TASK REQUIREMENTS — Below are records; how many of their lines contain "crate"? Give the number and no other words.

DATASET EXCERPTS —
*** Block opens ***
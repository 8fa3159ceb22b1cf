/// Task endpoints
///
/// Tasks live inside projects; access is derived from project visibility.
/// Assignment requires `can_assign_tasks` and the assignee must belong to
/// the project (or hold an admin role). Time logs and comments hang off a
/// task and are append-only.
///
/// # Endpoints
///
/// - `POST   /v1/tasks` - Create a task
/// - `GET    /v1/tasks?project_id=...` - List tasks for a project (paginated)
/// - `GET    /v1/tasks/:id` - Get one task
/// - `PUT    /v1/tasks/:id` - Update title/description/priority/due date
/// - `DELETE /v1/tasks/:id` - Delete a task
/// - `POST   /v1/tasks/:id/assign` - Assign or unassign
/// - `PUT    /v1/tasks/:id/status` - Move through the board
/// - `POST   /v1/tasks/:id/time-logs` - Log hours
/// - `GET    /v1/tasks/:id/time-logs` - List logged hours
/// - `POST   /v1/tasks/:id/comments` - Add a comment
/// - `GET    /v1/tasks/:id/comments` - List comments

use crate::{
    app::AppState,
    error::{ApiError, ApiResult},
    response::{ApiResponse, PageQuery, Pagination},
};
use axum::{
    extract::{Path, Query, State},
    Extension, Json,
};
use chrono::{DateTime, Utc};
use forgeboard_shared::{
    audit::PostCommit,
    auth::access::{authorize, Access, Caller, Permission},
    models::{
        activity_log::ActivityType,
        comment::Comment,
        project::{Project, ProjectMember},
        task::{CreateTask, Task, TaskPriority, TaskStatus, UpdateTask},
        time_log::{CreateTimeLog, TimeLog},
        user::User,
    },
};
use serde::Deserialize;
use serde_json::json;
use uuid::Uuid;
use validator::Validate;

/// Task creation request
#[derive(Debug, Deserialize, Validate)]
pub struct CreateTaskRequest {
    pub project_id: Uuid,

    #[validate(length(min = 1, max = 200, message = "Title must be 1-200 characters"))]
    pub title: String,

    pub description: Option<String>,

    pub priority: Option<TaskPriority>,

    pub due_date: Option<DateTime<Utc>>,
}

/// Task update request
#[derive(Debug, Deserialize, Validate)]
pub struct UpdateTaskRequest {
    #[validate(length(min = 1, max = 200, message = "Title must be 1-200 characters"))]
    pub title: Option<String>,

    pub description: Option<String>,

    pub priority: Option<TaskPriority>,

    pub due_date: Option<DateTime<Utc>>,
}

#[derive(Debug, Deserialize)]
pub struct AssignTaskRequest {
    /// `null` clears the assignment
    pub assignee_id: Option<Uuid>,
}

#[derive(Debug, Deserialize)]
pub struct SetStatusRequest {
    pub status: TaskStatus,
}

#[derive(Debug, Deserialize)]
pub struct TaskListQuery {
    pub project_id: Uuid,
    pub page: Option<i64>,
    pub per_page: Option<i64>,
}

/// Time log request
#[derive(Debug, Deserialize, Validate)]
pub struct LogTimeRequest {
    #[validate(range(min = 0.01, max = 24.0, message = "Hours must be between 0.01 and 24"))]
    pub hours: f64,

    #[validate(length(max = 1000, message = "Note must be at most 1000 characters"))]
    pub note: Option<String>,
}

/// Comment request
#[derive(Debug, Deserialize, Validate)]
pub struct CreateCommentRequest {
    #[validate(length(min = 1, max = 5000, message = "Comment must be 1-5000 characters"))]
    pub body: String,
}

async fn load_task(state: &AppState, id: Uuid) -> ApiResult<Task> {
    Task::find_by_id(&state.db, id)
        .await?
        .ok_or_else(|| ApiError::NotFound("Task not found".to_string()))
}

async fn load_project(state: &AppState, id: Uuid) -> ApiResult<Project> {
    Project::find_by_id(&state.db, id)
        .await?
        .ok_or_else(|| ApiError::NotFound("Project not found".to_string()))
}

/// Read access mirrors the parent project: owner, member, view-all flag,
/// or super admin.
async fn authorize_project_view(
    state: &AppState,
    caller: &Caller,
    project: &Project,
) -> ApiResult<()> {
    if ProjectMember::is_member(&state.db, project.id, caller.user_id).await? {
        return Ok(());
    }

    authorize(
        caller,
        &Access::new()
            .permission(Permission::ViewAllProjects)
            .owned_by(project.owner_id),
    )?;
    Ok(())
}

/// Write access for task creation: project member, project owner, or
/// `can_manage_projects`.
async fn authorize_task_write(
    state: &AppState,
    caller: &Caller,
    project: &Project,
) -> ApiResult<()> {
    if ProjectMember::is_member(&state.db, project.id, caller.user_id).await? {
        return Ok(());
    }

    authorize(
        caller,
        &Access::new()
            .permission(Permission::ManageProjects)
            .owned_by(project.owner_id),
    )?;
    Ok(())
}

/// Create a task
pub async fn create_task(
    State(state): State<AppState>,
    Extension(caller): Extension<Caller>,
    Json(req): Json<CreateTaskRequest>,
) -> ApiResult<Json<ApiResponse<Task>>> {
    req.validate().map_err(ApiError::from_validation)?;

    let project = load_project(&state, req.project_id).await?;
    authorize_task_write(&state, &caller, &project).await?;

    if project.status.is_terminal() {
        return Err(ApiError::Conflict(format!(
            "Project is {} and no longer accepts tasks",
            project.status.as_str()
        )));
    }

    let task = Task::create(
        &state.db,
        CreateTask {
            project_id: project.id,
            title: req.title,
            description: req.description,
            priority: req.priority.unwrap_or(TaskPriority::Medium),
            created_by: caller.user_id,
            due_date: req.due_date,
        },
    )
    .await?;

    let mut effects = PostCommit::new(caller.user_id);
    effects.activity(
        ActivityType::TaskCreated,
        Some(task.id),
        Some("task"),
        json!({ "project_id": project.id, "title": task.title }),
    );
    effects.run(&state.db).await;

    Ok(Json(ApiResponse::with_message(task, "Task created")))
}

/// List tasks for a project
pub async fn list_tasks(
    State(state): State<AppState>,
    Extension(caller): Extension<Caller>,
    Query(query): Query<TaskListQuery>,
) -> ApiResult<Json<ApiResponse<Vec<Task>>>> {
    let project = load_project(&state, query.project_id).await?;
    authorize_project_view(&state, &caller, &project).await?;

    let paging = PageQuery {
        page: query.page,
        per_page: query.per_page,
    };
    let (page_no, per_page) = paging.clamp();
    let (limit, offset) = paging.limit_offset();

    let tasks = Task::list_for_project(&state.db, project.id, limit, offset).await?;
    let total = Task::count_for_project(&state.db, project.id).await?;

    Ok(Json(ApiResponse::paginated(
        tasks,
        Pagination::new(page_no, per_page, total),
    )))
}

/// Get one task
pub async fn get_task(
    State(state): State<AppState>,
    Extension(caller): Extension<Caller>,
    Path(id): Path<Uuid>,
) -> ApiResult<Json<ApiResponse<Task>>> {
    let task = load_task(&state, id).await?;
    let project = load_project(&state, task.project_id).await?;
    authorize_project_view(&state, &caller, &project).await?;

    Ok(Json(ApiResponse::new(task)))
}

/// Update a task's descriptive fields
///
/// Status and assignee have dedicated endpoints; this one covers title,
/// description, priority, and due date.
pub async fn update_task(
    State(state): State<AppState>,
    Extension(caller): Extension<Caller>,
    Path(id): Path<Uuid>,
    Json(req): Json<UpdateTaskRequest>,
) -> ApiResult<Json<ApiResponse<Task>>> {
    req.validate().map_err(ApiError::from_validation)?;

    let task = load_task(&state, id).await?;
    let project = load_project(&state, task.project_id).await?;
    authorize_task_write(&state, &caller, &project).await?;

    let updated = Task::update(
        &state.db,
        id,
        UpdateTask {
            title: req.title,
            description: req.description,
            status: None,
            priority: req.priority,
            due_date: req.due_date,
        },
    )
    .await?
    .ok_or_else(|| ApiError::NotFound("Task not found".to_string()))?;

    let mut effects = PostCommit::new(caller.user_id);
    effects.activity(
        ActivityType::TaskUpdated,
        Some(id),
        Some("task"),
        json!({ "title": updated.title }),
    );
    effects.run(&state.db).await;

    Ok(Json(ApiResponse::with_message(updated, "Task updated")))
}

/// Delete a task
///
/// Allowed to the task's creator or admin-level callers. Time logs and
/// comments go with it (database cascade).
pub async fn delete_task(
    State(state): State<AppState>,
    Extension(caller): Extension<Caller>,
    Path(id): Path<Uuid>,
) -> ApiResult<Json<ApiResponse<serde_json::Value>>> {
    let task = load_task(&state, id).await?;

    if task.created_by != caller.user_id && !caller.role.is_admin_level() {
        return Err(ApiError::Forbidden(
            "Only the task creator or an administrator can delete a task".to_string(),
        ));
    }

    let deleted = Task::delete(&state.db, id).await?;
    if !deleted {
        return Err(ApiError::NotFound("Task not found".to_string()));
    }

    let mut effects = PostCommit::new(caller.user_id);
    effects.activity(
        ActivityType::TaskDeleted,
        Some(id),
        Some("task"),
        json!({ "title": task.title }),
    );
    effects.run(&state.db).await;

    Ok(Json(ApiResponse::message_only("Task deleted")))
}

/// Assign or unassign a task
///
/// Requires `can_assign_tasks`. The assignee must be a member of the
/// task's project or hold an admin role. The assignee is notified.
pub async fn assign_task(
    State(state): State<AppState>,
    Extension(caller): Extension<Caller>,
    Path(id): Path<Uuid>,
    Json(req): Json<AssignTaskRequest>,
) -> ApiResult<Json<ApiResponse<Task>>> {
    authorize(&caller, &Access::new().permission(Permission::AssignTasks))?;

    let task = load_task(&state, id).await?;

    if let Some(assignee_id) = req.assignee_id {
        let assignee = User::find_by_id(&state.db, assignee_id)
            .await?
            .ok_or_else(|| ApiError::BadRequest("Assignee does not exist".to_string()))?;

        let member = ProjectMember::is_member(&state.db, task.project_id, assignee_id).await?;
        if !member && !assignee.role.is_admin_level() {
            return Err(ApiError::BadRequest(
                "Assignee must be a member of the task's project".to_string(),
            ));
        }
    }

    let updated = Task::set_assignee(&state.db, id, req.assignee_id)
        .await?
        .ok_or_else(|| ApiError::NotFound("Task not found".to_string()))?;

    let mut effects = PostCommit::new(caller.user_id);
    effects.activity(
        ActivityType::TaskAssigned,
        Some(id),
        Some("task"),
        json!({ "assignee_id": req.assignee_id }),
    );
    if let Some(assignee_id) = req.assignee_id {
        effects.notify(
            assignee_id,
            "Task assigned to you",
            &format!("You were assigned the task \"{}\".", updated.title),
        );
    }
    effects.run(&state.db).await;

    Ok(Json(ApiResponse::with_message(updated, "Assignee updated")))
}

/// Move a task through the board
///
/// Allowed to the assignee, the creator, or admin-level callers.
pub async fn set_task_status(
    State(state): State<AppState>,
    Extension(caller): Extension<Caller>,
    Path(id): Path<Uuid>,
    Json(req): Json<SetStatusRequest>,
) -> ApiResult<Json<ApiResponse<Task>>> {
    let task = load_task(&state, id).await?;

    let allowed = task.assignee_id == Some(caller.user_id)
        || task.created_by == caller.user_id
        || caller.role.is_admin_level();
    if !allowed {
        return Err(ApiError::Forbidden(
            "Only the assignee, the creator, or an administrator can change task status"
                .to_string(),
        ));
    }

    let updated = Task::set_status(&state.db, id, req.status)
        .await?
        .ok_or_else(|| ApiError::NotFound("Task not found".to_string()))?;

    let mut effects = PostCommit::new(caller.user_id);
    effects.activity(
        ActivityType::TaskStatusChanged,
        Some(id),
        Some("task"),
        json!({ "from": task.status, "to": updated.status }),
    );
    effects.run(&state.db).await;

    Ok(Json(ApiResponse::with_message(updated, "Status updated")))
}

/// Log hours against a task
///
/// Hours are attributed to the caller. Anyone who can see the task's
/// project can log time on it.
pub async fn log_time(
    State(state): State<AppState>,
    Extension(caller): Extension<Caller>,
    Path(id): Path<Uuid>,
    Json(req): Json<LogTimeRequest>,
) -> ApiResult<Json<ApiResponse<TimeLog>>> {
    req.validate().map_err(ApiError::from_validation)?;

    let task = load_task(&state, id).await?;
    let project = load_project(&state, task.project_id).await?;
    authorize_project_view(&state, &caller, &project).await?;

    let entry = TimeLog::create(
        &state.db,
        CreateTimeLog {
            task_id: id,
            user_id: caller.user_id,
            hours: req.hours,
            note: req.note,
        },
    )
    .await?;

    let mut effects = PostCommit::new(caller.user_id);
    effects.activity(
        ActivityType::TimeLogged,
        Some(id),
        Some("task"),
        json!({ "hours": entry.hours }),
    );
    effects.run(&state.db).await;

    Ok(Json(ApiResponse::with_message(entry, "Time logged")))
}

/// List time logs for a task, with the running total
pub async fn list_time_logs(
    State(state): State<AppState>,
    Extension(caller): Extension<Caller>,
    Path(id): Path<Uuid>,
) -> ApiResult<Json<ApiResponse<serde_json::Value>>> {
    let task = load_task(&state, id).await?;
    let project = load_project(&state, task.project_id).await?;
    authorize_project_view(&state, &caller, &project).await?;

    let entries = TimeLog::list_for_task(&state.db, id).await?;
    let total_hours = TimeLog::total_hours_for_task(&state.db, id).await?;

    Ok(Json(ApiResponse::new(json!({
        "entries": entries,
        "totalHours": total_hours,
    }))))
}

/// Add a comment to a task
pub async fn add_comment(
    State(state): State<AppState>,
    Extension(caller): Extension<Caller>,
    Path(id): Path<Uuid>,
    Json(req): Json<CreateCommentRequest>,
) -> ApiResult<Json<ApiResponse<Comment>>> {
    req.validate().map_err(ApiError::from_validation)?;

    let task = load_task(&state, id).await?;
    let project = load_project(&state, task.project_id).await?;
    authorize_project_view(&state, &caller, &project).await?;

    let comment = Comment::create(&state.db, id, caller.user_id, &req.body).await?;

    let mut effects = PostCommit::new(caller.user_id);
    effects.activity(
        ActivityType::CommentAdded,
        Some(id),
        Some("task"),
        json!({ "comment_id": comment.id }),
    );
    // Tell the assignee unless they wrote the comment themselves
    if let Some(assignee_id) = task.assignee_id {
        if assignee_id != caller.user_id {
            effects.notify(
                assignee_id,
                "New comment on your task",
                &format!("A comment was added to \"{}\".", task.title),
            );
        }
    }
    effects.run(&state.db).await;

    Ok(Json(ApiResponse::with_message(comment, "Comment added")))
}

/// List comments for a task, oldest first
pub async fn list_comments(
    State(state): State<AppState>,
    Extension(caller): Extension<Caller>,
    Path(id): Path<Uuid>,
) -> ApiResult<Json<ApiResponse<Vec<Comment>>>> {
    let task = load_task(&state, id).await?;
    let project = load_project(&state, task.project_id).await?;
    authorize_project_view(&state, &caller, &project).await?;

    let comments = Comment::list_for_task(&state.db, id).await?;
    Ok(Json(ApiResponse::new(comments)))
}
*** Block closes ***
*** Block opens ***
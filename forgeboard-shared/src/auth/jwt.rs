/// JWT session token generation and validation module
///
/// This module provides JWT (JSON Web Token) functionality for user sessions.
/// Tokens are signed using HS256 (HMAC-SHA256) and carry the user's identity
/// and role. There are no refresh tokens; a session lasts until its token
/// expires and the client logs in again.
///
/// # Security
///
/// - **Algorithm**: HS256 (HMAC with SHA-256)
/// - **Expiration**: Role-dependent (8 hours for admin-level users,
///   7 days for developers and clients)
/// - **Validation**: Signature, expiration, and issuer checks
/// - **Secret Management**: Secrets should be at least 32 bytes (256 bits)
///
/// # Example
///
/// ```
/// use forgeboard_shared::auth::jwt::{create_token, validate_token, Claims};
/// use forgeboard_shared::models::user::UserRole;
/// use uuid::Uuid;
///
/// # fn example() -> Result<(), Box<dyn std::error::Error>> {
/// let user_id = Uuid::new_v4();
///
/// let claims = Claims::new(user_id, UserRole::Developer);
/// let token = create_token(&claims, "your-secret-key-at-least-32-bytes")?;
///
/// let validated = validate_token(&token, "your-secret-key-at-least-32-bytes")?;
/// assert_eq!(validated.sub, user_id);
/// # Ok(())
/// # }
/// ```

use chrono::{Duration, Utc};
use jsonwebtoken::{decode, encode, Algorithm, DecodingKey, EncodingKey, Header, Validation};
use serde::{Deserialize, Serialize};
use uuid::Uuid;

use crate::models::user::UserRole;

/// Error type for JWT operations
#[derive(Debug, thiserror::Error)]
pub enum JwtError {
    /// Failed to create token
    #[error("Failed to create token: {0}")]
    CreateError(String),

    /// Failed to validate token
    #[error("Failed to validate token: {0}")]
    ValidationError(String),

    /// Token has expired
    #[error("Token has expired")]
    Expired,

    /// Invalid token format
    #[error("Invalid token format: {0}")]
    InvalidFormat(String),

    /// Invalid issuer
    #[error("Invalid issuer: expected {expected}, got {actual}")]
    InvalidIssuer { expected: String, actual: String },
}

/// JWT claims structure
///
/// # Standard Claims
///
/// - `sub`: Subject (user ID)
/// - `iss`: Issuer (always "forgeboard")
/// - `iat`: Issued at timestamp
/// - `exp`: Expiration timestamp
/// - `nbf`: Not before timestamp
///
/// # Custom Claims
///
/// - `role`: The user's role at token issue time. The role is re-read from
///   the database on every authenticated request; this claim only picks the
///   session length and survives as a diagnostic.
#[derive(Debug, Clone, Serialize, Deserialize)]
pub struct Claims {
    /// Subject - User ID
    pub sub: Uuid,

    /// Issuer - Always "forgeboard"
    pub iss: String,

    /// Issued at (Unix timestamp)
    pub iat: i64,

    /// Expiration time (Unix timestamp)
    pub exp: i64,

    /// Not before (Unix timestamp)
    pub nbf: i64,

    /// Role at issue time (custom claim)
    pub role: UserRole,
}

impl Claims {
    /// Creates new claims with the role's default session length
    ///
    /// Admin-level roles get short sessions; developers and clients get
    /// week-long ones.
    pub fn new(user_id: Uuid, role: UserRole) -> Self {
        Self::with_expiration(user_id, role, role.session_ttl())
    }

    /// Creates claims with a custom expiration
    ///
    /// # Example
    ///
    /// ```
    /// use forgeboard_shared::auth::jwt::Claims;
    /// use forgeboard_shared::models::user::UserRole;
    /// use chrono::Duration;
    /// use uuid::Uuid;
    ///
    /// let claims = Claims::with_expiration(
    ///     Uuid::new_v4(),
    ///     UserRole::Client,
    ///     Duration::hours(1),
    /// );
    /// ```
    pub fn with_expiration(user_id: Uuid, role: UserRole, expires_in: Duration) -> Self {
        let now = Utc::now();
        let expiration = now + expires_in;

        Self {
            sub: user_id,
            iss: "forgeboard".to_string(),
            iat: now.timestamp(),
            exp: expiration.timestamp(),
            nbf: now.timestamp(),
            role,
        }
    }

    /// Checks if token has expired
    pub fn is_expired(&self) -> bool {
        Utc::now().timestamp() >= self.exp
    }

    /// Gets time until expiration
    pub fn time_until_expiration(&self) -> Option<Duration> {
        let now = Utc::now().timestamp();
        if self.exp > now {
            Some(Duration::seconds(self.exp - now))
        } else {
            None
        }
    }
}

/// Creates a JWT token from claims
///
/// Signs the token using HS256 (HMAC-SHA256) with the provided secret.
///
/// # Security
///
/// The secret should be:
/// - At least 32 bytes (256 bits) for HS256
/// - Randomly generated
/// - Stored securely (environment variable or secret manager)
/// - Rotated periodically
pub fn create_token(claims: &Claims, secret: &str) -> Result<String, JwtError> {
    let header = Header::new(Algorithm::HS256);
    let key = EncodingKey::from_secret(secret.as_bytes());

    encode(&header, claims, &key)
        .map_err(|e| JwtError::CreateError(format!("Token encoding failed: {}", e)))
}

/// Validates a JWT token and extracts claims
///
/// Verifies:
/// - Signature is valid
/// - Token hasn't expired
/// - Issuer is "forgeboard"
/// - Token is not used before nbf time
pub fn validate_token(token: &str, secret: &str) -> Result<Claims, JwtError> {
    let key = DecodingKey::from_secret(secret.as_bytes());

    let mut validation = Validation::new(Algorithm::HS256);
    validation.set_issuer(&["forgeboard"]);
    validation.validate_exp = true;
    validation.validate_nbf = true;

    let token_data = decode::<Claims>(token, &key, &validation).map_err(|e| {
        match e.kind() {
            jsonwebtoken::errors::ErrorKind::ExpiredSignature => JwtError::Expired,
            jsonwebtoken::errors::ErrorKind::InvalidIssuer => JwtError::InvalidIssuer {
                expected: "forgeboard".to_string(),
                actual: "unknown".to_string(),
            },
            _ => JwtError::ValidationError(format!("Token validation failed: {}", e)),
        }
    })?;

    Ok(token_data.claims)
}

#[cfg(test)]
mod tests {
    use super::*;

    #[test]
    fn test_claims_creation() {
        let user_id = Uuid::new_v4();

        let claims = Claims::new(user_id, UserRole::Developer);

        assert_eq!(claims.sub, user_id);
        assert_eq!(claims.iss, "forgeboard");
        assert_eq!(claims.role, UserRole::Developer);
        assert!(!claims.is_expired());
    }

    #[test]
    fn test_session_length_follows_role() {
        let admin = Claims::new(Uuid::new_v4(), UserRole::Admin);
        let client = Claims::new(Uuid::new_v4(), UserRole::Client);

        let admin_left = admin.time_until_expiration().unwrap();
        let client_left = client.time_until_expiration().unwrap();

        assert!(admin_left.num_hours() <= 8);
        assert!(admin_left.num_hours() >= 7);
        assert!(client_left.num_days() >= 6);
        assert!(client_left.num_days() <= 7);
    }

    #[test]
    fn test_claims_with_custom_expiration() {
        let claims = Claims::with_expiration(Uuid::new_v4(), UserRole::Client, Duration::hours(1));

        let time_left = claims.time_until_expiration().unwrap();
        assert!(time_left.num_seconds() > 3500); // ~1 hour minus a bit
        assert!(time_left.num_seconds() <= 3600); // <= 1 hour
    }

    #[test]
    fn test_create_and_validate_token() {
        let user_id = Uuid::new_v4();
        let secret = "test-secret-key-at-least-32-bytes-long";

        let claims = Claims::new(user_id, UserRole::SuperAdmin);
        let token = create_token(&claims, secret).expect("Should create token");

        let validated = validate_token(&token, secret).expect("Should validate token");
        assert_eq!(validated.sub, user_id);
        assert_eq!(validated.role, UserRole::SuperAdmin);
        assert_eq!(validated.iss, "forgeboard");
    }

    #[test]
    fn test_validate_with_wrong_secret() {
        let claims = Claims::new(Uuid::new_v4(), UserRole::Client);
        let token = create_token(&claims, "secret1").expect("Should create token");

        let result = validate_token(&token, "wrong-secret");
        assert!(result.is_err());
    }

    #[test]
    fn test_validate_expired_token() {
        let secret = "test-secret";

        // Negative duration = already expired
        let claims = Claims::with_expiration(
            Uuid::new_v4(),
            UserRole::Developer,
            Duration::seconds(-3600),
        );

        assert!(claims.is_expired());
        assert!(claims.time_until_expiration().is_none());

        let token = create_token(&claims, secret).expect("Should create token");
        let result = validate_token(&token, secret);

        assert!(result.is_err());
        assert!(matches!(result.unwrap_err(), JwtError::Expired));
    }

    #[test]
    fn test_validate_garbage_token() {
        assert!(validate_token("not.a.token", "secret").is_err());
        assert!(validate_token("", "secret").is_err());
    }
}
*** Block closes ***
ANSWER SECTION — 2